SocialGrid benchmarks LLM agents in an embodied multi-agent environment inspired by Among Us, finding that even the strongest model achieves below 60% accuracy in task completion and planning, and agents fail to detect deception at near-random chance. Planning assistance improves task completion but social reasoning remains a bottleneck.
As Large Language Models (LLMs) transition from text processors to autonomous agents, evaluating their social reasoning in embodied multi-agent settings becomes critical. We introduce SocialGrid, an embodied multi-agent environment inspired by Among Us that evaluates LLM agents on planning, task execution, and social reasoning.
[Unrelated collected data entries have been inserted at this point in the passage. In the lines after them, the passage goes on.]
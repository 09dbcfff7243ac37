//! Vault-wide tag rename.
//!
//! Snapshot first, then mutate in fixed-size batches with concurrent
//! per-note fan-out. A per-note failure is recorded and never aborts
//! sibling notes or later batches; the whole operation raises only when
//! it achieved zero successes and has at least one failure.

use chrono::Local;
use futures_util::future::join_all;
use serde::Serialize;
use std::io;
use std::path::{Path, PathBuf};

use crate::error::{Result, VaultError};
use crate::notes::tags::{self, TagRename};
use crate::notes::{file_ops, parse_note, stringify_note};
use crate::paths::VAULT_CONFIG_DIR;
use crate::types::{BatchFailure, BatchReport};

/// Vault-relative location of the saved-search document.
const SAVED_SEARCH_FILE: &str = "search.json";

/// Default number of notes mutated concurrently per batch.
pub const DEFAULT_BATCH_SIZE: usize = 50;

#[derive(Debug, Clone)]
pub struct RenameTagOptions {
    /// Normalize tags before comparing.
    pub normalize: bool,
    /// Notes per concurrent batch.
    pub batch_size: usize,
    /// Snapshot the whole vault before mutating anything.
    pub create_backup: bool,
}

impl Default for RenameTagOptions {
    fn default() -> Self {
        RenameTagOptions {
            normalize: true,
            batch_size: DEFAULT_BATCH_SIZE,
            create_backup: true,
        }
    }
}

/// One note successfully rewritten, with every rename performed in it.
#[derive(Debug, Serialize)]
pub struct NoteRenameOutcome {
    pub path: String,
    pub renames: Vec<TagRename>,
}

/// Rename `old_tag` (and its strict descendants, prefix-substituted) to
/// `new_tag` across every note in the vault.
pub async fn rename_tag(
    vault_root: &Path,
    old_tag: &str,
    new_tag: &str,
    opts: &RenameTagOptions,
) -> Result<BatchReport<NoteRenameOutcome>> {
    // Validated before any mutation.
    if !tags::validate_tag(old_tag) {
        return Err(VaultError::InvalidTag(old_tag.to_string()));
    }
    if !tags::validate_tag(new_tag) {
        return Err(VaultError::InvalidTag(new_tag.to_string()));
    }

    let files = file_ops::list_notes(vault_root).await?;
    let mut report = BatchReport::new();

    if opts.create_backup {
        // A snapshot failure aborts with zero live mutations performed.
        report.backup_dir = Some(snapshot_vault(vault_root, &files).await?);
    }

    let batch_size = opts.batch_size.max(1);
    for chunk in files.chunks(batch_size) {
        let outcomes = join_all(chunk.iter().map(|file| {
            let rel = file_ops::relative_path(vault_root, file)
                .unwrap_or_else(|| file.display().to_string());
            async move { (rel, rename_in_note(file, old_tag, new_tag, opts.normalize).await) }
        }))
        .await;

        for (rel, outcome) in outcomes {
            match outcome {
                Ok(Some(renames)) => report.successes.push(NoteRenameOutcome {
                    path: rel,
                    renames,
                }),
                Ok(None) => {}
                Err(e) => {
                    log::warn!("[BATCH] Tag rename failed for {rel}: {e}");
                    report.failures.push(BatchFailure {
                        path: rel,
                        error: e.to_string(),
                    });
                }
            }
        }
    }

    rewrite_saved_searches(vault_root, old_tag, new_tag).await;

    log::info!(
        "[BATCH] Renamed tag '{old_tag}' -> '{new_tag}': {} file(s) changed, {} failure(s)",
        report.successes.len(),
        report.failures.len()
    );

    if report.successes.is_empty() && !report.failures.is_empty() {
        return Err(VaultError::Io(io::Error::other(format!(
            "tag rename achieved no successes; {} file(s) failed, first: {}: {}",
            report.failures.len(),
            report.failures[0].path,
            report.failures[0].error
        ))));
    }
    Ok(report)
}

/// Apply the hierarchical replace rule to one note's frontmatter and
/// inline tags. `Ok(None)` means the note had no matching tags.
async fn rename_in_note(
    path: &Path,
    old_tag: &str,
    new_tag: &str,
    normalize: bool,
) -> Result<Option<Vec<TagRename>>> {
    let content = tokio::fs::read_to_string(path).await?;
    let mut note = parse_note(&content)?;

    let (fm_tags, mut renames) =
        tags::rename_in_frontmatter(&note.tags(), old_tag, new_tag, normalize);
    let (body, inline_renames) = tags::rename_inline(&note.body, old_tag, new_tag, normalize);

    if renames.is_empty() && inline_renames.is_empty() {
        return Ok(None);
    }

    if !renames.is_empty() {
        note.set_tags(fm_tags);
    }
    note.body = body;
    renames.extend(inline_renames);

    tokio::fs::write(path, stringify_note(&note)).await?;
    Ok(Some(renames))
}

/// Copy every note into a timestamped backup directory inside the vault,
/// mirroring relative paths.
async fn snapshot_vault(vault_root: &Path, files: &[PathBuf]) -> Result<PathBuf> {
    let stamp = Local::now().format("%Y%m%d-%H%M%S");
    let backup_dir = vault_root.join(format!(".backup-{stamp}"));
    tokio::fs::create_dir_all(&backup_dir).await?;

    for file in files {
        let Some(rel) = file_ops::relative_path(vault_root, file) else {
            continue;
        };
        let dest = backup_dir.join(&rel);
        if let Some(parent) = dest.parent() {
            tokio::fs::create_dir_all(parent).await?;
        }
        tokio::fs::copy(file, &dest).await?;
    }

    log::info!(
        "[BATCH] Snapshotted {} note(s) into {}",
        files.len(),
        backup_dir.display()
    );
    Ok(backup_dir)
}

/// Best-effort rewrite of `tag:` queries in the saved-search document.
/// Absence of the document is not an error; any failure is logged, never
/// raised.
async fn rewrite_saved_searches(vault_root: &Path, old_tag: &str, new_tag: &str) {
    let path = vault_root.join(VAULT_CONFIG_DIR).join(SAVED_SEARCH_FILE);
    let content = match tokio::fs::read_to_string(&path).await {
        Ok(c) => c,
        Err(e) if e.kind() == io::ErrorKind::NotFound => return,
        Err(e) => {
            log::warn!("[BATCH] Could not read saved searches: {e}");
            return;
        }
    };

    let mut document: serde_json::Value = match serde_json::from_str(&content) {
        Ok(v) => v,
        Err(e) => {
            log::warn!("[BATCH] Saved searches are not valid JSON, skipping rewrite: {e}");
            return;
        }
    };

    // The trailing group anchors the match at a tag boundary, so a query
    // on a sibling tag sharing the prefix (`workout` vs `work`) is left
    // alone.
    let pattern = format!(
        r"tag:(#?){}((?:/[A-Za-z0-9/]+)?)([^A-Za-z0-9/]|$)",
        regex::escape(old_tag)
    );
    let Ok(re) = regex::Regex::new(&pattern) else {
        return;
    };
    let replacement = format!("tag:${{1}}{new_tag}${{2}}${{3}}");

    let mut changed = false;
    rewrite_strings(&mut document, &mut |s| {
        let next = re.replace_all(s, replacement.as_str());
        if next != *s {
            changed = true;
            Some(next.into_owned())
        } else {
            None
        }
    });

    if !changed {
        return;
    }
    let serialized = match serde_json::to_string_pretty(&document) {
        Ok(s) => s,
        Err(e) => {
            log::warn!("[BATCH] Could not serialize saved searches: {e}");
            return;
        }
    };
    if let Err(e) = tokio::fs::write(&path, serialized).await {
        log::warn!("[BATCH] Could not write saved searches: {e}");
    }
}

/// Walk every string in a JSON document, replacing those the callback
/// rewrites.
fn rewrite_strings(value: &mut serde_json::Value, rewrite: &mut impl FnMut(&str) -> Option<String>) {
    match value {
        serde_json::Value::String(s) => {
            if let Some(next) = rewrite(s) {
                *s = next;
            }
        }
        serde_json::Value::Array(items) => {
            for item in items {
                rewrite_strings(item, rewrite);
            }
        }
        serde_json::Value::Object(map) => {
            for (_, item) in map.iter_mut() {
                rewrite_strings(item, rewrite);
            }
        }
        _ => {}
    }
}

#[cfg(test)]
mod tests {
    use super::*;
    use tempfile::tempdir;

    fn opts_no_backup() -> RenameTagOptions {
        RenameTagOptions {
            normalize: false,
            batch_size: 2,
            create_backup: false,
        }
    }

    #[tokio::test]
    async fn test_rename_validates_tags_first() {
        let dir = tempdir().unwrap();
        let err = rename_tag(dir.path(), "bad tag", "fine", &opts_no_backup()).await;
        assert!(matches!(err, Err(VaultError::InvalidTag(_))));
        let err = rename_tag(dir.path(), "fine", "also bad", &opts_no_backup()).await;
        assert!(matches!(err, Err(VaultError::InvalidTag(_))));
    }

    #[tokio::test]
    async fn test_hierarchical_rename_across_both_locations() {
        let dir = tempdir().unwrap();
        let root = dir.path();
        std::fs::write(
            root.join("a.md"),
            "---\ntags:\n  - work\n  - work/active\n---\nBody with #work/active inline.\n",
        )
        .unwrap();
        std::fs::write(root.join("b.md"), "No matching tags here.\n").unwrap();

        let report = rename_tag(root, "work", "projects", &opts_no_backup())
            .await
            .unwrap();

        assert_eq!(report.successes.len(), 1);
        assert!(report.failures.is_empty());
        assert_eq!(report.successes[0].path, "a.md");
        assert_eq!(report.successes[0].renames.len(), 3);

        let content = std::fs::read_to_string(root.join("a.md")).unwrap();
        assert!(content.contains("- projects\n"));
        assert!(content.contains("- projects/active\n"));
        assert!(content.contains("#projects/active inline"));
        assert!(!content.contains("work"));
    }

    #[tokio::test]
    async fn test_unreadable_note_is_isolated_failure() {
        let dir = tempdir().unwrap();
        let root = dir.path();
        std::fs::write(root.join("one.md"), "#old here\n").unwrap();
        // Not valid UTF-8, so reading it as a note fails.
        std::fs::write(root.join("two.md"), [0xFF, 0xFE, 0x00]).unwrap();
        std::fs::write(root.join("three.md"), "#old again\n").unwrap();

        let report = rename_tag(root, "old", "new", &opts_no_backup())
            .await
            .unwrap();

        assert_eq!(report.failures.len(), 1);
        assert_eq!(report.failures[0].path, "two.md");
        assert_eq!(report.successes.len(), 2);
    }

    #[tokio::test]
    async fn test_snapshot_before_mutation() {
        let dir = tempdir().unwrap();
        let root = dir.path();
        std::fs::create_dir(root.join("sub")).unwrap();
        std::fs::write(root.join("sub/n.md"), "#old\n").unwrap();

        let opts = RenameTagOptions {
            create_backup: true,
            ..opts_no_backup()
        };
        let report = rename_tag(root, "old", "new", &opts).await.unwrap();

        let backup_dir = report.backup_dir.expect("backup dir");
        let snapshot = std::fs::read_to_string(backup_dir.join("sub/n.md")).unwrap();
        assert_eq!(snapshot, "#old\n");
        let live = std::fs::read_to_string(root.join("sub/n.md")).unwrap();
        assert_eq!(live, "#new\n");
    }

    #[tokio::test]
    async fn test_saved_search_rewrite() {
        let dir = tempdir().unwrap();
        let root = dir.path();
        std::fs::create_dir(root.join(VAULT_CONFIG_DIR)).unwrap();
        std::fs::write(
            root.join(VAULT_CONFIG_DIR).join(SAVED_SEARCH_FILE),
            r#"{"searches": [{"name": "active work", "query": "tag:#work/active"}]}"#,
        )
        .unwrap();
        std::fs::write(root.join("n.md"), "#work\n").unwrap();

        rename_tag(root, "work", "projects", &opts_no_backup())
            .await
            .unwrap();

        let saved = std::fs::read_to_string(root.join(VAULT_CONFIG_DIR).join(SAVED_SEARCH_FILE))
            .unwrap();
        assert!(saved.contains("tag:#projects/active"));
    }

    #[tokio::test]
    async fn test_saved_search_rewrite_leaves_sibling_tags_alone() {
        let dir = tempdir().unwrap();
        let root = dir.path();
        std::fs::create_dir(root.join(VAULT_CONFIG_DIR)).unwrap();
        std::fs::write(
            root.join(VAULT_CONFIG_DIR).join(SAVED_SEARCH_FILE),
            r#"{"searches": [{"query": "tag:#workout"}, {"query": "tag:#work and tag:#workout/log"}]}"#,
        )
        .unwrap();
        std::fs::write(root.join("n.md"), "#work\n").unwrap();

        rename_tag(root, "work", "projects", &opts_no_backup())
            .await
            .unwrap();

        let saved = std::fs::read_to_string(root.join(VAULT_CONFIG_DIR).join(SAVED_SEARCH_FILE))
            .unwrap();
        assert!(saved.contains("tag:#workout"));
        assert!(saved.contains("tag:#workout/log"));
        assert!(saved.contains("tag:#projects and"));
        assert!(!saved.contains("tag:#projectsout"));
    }

    #[tokio::test]
    async fn test_missing_saved_searches_is_fine() {
        let dir = tempdir().unwrap();
        std::fs::write(dir.path().join("n.md"), "#a\n").unwrap();
        let report = rename_tag(dir.path(), "a", "b", &opts_no_backup()).await;
        assert!(report.is_ok());
    }
}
Our evaluations reveal that even the strongest open model (GPT-OSS-120B) achieves below 60% accuracy in task completion and planning, with agents getting stuck in repetitive behaviors or failing to navigate basic obstacles. Since poor navigation confounds evaluation of social intelligence, SocialGrid offers an optional Planning Oracle to isolate social reasoning from planning deficits. While planning assistance improves task completion, social reasoning remains a bottleneck: agents fail to detect deception at near-random chance regardless of scale, relying on shallow heuristics rather than accumulating behavioral evidence. SocialGrid provides automatic failure analysis and fine-grained metrics, enabling developers to diagnose and improve their agents. We also establish a competitive leaderboard using Elo ratings from adversarial league play.